━━ Provided data ━━

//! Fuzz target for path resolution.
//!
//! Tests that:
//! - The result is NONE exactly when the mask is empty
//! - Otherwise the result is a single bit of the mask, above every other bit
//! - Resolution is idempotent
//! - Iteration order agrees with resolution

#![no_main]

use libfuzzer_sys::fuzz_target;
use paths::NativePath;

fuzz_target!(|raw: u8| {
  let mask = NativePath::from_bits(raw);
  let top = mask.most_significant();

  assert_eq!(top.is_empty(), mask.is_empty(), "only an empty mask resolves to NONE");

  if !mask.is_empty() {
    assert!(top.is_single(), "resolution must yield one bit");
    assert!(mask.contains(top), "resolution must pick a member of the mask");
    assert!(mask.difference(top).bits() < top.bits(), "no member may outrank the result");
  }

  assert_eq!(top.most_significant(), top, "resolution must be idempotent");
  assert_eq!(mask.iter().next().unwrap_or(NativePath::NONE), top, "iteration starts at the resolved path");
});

━━━
━━ Provided data ━━

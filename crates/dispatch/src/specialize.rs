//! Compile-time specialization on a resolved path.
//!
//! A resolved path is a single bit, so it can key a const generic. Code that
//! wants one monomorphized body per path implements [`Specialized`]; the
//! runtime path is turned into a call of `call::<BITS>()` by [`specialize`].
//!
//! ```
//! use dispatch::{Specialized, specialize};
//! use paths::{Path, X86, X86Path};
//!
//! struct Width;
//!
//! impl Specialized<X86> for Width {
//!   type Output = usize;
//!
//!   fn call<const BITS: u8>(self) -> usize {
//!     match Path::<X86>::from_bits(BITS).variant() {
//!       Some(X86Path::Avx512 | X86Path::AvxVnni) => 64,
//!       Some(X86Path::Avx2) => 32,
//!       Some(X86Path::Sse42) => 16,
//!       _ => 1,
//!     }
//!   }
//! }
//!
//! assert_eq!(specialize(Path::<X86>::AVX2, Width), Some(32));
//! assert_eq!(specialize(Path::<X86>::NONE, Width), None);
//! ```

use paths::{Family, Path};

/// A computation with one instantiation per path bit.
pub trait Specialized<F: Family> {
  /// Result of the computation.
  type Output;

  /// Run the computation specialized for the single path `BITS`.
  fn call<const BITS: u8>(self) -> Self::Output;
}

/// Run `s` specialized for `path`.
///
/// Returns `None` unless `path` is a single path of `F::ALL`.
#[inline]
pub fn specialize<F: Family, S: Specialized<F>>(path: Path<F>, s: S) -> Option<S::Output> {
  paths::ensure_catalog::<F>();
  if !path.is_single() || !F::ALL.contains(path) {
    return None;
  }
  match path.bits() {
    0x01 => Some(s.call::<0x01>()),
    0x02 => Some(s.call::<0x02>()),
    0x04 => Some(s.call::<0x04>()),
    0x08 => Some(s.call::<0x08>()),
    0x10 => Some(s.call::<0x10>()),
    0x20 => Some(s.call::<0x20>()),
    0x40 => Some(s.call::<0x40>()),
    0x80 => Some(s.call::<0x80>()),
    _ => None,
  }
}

━━━

■ Problem details
Look above for the line with "for path resolution." and the line with "#![no_main]". Write out those two lines and all the lines between them, exactly, and no others.

■ Solution
//! Fuzz target for path resolution.
//!
//! Tests that:
//! - The result is NONE exactly when the mask is empty
//! - Otherwise the result is a single bit of the mask, above every other bit
//! - Resolution is idempotent
//! - Iteration order agrees with resolution

#![no_main]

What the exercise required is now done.